» Data shown
use std::{ptr::NonNull, sync::PoisonError};

use crate::{
  block::{Block, HEADER_SIZE},
  brk::ProgramBreak,
  error::AllocError,
  registry::FreeList,
  sync::{Mutex, MutexGuard},
};

struct State<B> {
  blocks: FreeList,
  brk: B,
}

// SAFETY: the headers behind `blocks` live in memory owned through `brk` and
// are only touched with the heap lock held.
unsafe impl<B: Send> Send for State<B> {}

/// First-fit allocator over a [`ProgramBreak`].
///
/// One lock covers both the block list and every break adjustment. The lock
/// is not reentrant: calling back into the same heap while holding it (from a
/// signal handler, say) deadlocks.
pub struct Heap<B: ProgramBreak> {
  state: Mutex<State<B>>,
}

impl<B: ProgramBreak> Heap<B> {
  #[cfg(not(loom))]
  pub const fn new(brk: B) -> Self {
    Self {
      state: Mutex::new(State { blocks: FreeList::new(), brk }),
    }
  }

  #[cfg(loom)]
  pub fn new(brk: B) -> Self {
    Self {
      state: Mutex::new(State { blocks: FreeList::new(), brk }),
    }
  }

  fn lock(&self) -> MutexGuard<'_, State<B>> {
    // Nothing inside the critical sections panics midway through an update.
    self.state.lock().unwrap_or_else(PoisonError::into_inner)
  }

  /// Hands out at least `size` bytes.
  ///
  /// A free block anywhere in the list is reused as-is when it is big
  /// enough, so the payload may be larger than asked for. Otherwise the break
  /// grows by exactly `HEADER_SIZE + size`.
  pub fn allocate(
    &self,
    size: usize,
  ) -> Result<NonNull<u8>, AllocError> {
    if size == 0 {
      return Err(AllocError::ZeroSize);
    }

    let total_size = HEADER_SIZE
      .checked_add(size)
      .ok_or(AllocError::OutOfMemory { requested: usize::MAX })?;

    let mut state = self.lock();

    unsafe {
      if let Some(block) = state.blocks.find(size) {
        Block::set_free(block, false);
        return Ok(Block::payload(block));
      }

      let address = state.brk.extend(total_size)?;
      let block = Block::init(address, size);
      state.blocks.append(block);

      Ok(Block::payload(block))
    }
  }

  /// Gives back memory obtained from [`Heap::allocate`]. Null is ignored.
  ///
  /// When the block ends exactly at the break, its memory goes back to the
  /// break and the block leaves the list. Any other block is only marked
  /// free; neighbours are never merged.
  ///
  /// # Safety
  ///
  /// `ptr` must be null or a live pointer from `allocate` on this heap.
  /// Foreign or repeated pointers are not detected.
  pub unsafe fn release(
    &self,
    ptr: *mut u8,
  ) {
    let Some(payload) = NonNull::new(ptr) else {
      return;
    };

    let mut state = self.lock();

    unsafe {
      let block = Block::from_payload(payload);
      let program_break = state.brk.current();

      if Block::end(block) == program_break {
        let size = Block::size(block);
        state.blocks.unlink_tail();
        state.brk.shrink(size + HEADER_SIZE);
        return;
      }

      Block::set_free(block, true);
    }
  }

  #[cfg(test)]
  pub(crate) fn inspect<R>(
    &self,
    f: impl FnOnce(&FreeList, &B) -> R,
  ) -> R {
    let state = self.lock();
    f(&state.blocks, &state.brk)
  }
}
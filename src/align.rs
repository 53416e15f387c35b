/// Boundary every block header, and therefore every payload that follows
/// one, is rounded to. Fixed regardless of the target's pointer width.
pub const ALIGNMENT: usize = 16;

/// Rounds `value` up to the machine word size.
///
/// # Examples
///
/// ```rust
/// use brkalloc::align;
///
/// match std::mem::size_of::<usize>() {
///     8 => assert_eq!(align!(13), 16), // 64 bit machine.
///     4 => assert_eq!(align!(11), 12), // 32 bit machine.
///     _ => {},
/// };
/// ```
#[macro_export]
macro_rules! align {
  ($value:expr) => {
    $crate::align_to!($value, ::core::mem::size_of::<usize>())
  };
}

/// Rounds `value` up to `boundary`, which must be a power of two.
///
/// ```rust
/// use brkalloc::{align_to, ALIGNMENT};
///
/// assert_eq!(align_to!(1, ALIGNMENT), 16);
/// assert_eq!(align_to!(32, ALIGNMENT), 32);
/// assert_eq!(align_to!(33, ALIGNMENT), 48);
/// ```
#[macro_export]
macro_rules! align_to {
  ($value:expr, $boundary:expr) => {
    ($value + $boundary - 1) & !($boundary - 1)
  };
}

/// Like [`align_to!`] but reports overflow instead of wrapping, for sizes
/// that come straight from a caller.
pub fn checked_align_to(
  value: usize,
  boundary: usize,
) -> Option<usize> {
  debug_assert!(boundary.is_power_of_two());
  value.checked_add(boundary - 1).map(|v| v & !(boundary - 1))
}
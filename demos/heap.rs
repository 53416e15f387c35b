use std::io::Read;

use brkalloc::{HEADER_SIZE, ProgramBreak, Sbrk, allocate, log_alloc, release};
use log::info;

/// Waits until the user presses ENTER.
/// Handy for inspecting the process with `pmap` or `gdb` between steps.
fn block_until_enter_pressed() {
  info!(">>> Press ENTER to continue...");
  let _ = std::io::stdin().bytes().next();
}

fn log_program_break(label: &str) {
  info!(
    "[{}] PID = {}, program break = {:?}",
    label,
    std::process::id(),
    Sbrk::new().current()
  );
}

fn main() {
  env_logger::Builder::from_env(env_logger::Env::default().default_filter_or("debug")).init();

  info!("header size = {HEADER_SIZE} bytes");
  log_program_break("start");
  block_until_enter_pressed();

  // 1) Two fresh blocks: the break grows by header + payload each time.
  let first = allocate(40);
  log_alloc(40, first);
  let second = allocate(10);
  log_alloc(10, second);
  log_program_break("after two allocations");
  block_until_enter_pressed();

  // 2) The newest block ends at the break, so its memory goes back to the OS.
  unsafe { release(second) };
  log_program_break("after releasing the tail block");
  block_until_enter_pressed();

  // 3) `first` is still in use, so a new request grows the break again.
  let third = allocate(5);
  log_alloc(5, third);
  info!("third == second? {}", third == second);
  block_until_enter_pressed();

  // 4) `first` no longer sits at the break; releasing it only marks it free.
  unsafe { release(first) };
  log_program_break("after releasing an inner block");

  // 5) First fit: a 30 byte request lands in the 40 byte block.
  let fourth = allocate(30);
  log_alloc(30, fourth);
  info!(
    "fourth == first? {}",
    if fourth == first { "yes, the free block was reused" } else { "no, the break grew" }
  );
  block_until_enter_pressed();

  unsafe {
    release(third);
    release(fourth);
  }
  log_program_break("end");
}
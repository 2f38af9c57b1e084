// Entity Models
// Couriers are a fixed enumeration: stable identity + canonical name + aliases

pub mod courier;

pub use courier::{Courier, ManualChoice, AMBIGUOUS_PAIR, FALLBACK_CODE, MANUAL_CHOICES};
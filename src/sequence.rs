// 🔢 Batch Sequencer - daily bin letters per courier code
//
// State per code: {last_date, last_letter}
//   new code or new day → 'A'
//   same day            → next letter
//   same day past 'Z'   → SequenceOverflow (state untouched)

use chrono::NaiveDate;
use rusqlite::{params, Connection, OptionalExtension, TransactionBehavior};
use serde::Serialize;
use std::fmt;
use tracing::info;

use crate::entities::{Courier, FALLBACK_CODE};
use crate::error::{IntakeError, Result, Service};

const DATE_FORMAT: &str = "%Y-%m-%d";

/// Courier code for a courier name; `XX` when unrecognized or code-less
pub fn courier_code(courier_name: &str) -> &'static str {
    Courier::find_by_name(courier_name)
        .map(|courier| courier.bin_code())
        .unwrap_or(FALLBACK_CODE)
}

#[derive(Debug, Clone, Copy, PartialEq, Eq)]
pub struct SequenceState {
    pub date: NaiveDate,
    pub letter: char,
}

/// Compute the next state for `code` given what was stored last
pub fn advance(code: &str, previous: Option<&SequenceState>, today: NaiveDate) -> Result<SequenceState> {
    match previous {
        Some(state) if state.date == today => {
            if state.letter >= 'Z' {
                return Err(IntakeError::SequenceOverflow {
                    code: code.to_string(),
                    date: today,
                });
            }
            let next = (state.letter as u8 + 1) as char;
            Ok(SequenceState { date: today, letter: next })
        }
        _ => Ok(SequenceState { date: today, letter: 'A' }),
    }
}

// ============================================================================
// SEQUENCE STORE
// ============================================================================

/// Keyed counter with an atomic get-and-increment per code
pub trait SequenceStore {
    fn next_letter(&self, code: &str, today: NaiveDate) -> Result<char>;
}

fn store_error(err: impl fmt::Display) -> IntakeError {
    IntakeError::upstream(Service::SequenceStore, err)
}

/// Read the stored state for a code without advancing it
pub fn load_state(conn: &Connection, code: &str) -> Result<Option<SequenceState>> {
    let row: Option<(String, String)> = conn
        .query_row(
            "SELECT last_date, last_letter FROM sequence_state WHERE code = ?1",
            [code],
            |row| Ok((row.get(0)?, row.get(1)?)),
        )
        .optional()
        .map_err(store_error)?;

    row.map(|(date, letter)| {
        let date = NaiveDate::parse_from_str(&date, DATE_FORMAT).map_err(store_error)?;
        let letter = letter
            .chars()
            .next()
            .ok_or_else(|| store_error(format!("empty sequence letter for {}", code)))?;
        Ok(SequenceState { date, letter })
    })
    .transpose()
}

impl SequenceStore for Connection {
    fn next_letter(&self, code: &str, today: NaiveDate) -> Result<char> {
        // IMMEDIATE takes the write lock up front so two clients sharing the
        // database file cannot hand out the same letter
        let tx = rusqlite::Transaction::new_unchecked(self, TransactionBehavior::Immediate)
            .map_err(store_error)?;

        let previous = load_state(&tx, code)?;
        let next = advance(code, previous.as_ref(), today)?;

        tx.execute(
            "INSERT INTO sequence_state (code, last_date, last_letter)
             VALUES (?1, ?2, ?3)
             ON CONFLICT(code) DO UPDATE SET
                last_date = excluded.last_date,
                last_letter = excluded.last_letter",
            params![code, next.date.format(DATE_FORMAT).to_string(), next.letter.to_string()],
        )
        .map_err(store_error)?;

        tx.commit().map_err(store_error)?;

        Ok(next.letter)
    }
}

// ============================================================================
// BIN NUMBER
// ============================================================================

/// `<code><YYYYMMDD><letter>`, e.g. `DH20261019A`
#[derive(Debug, Clone, PartialEq, Eq)]
pub struct BinNumber {
    pub code: String,
    pub date: NaiveDate,
    pub letter: char,
}

impl fmt::Display for BinNumber {
    fn fmt(&self, f: &mut fmt::Formatter<'_>) -> fmt::Result {
        write!(f, "{}{}{}", self.code, self.date.format("%Y%m%d"), self.letter)
    }
}

impl Serialize for BinNumber {
    fn serialize<S: serde::Serializer>(&self, serializer: S) -> std::result::Result<S::Ok, S::Error> {
        serializer.collect_str(self)
    }
}

/// Allocate the next bin number for a courier on `today`
pub fn generate_bin_number(store: &dyn SequenceStore, courier_name: &str, today: NaiveDate) -> Result<BinNumber> {
    let code = courier_code(courier_name);
    let letter = store.next_letter(code, today)?;

    let bin = BinNumber {
        code: code.to_string(),
        date: today,
        letter,
    };
    info!(courier = courier_name, bin = %bin, "bin number allocated");

    Ok(bin)
}

// ============================================================================
// TESTS
// ============================================================================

» What you are asked to do
The answer must be every line of the records that holds the string "Display".

» Task answer
fn store_error(err: impl fmt::Display) -> IntakeError {
impl fmt::Display for BinNumber {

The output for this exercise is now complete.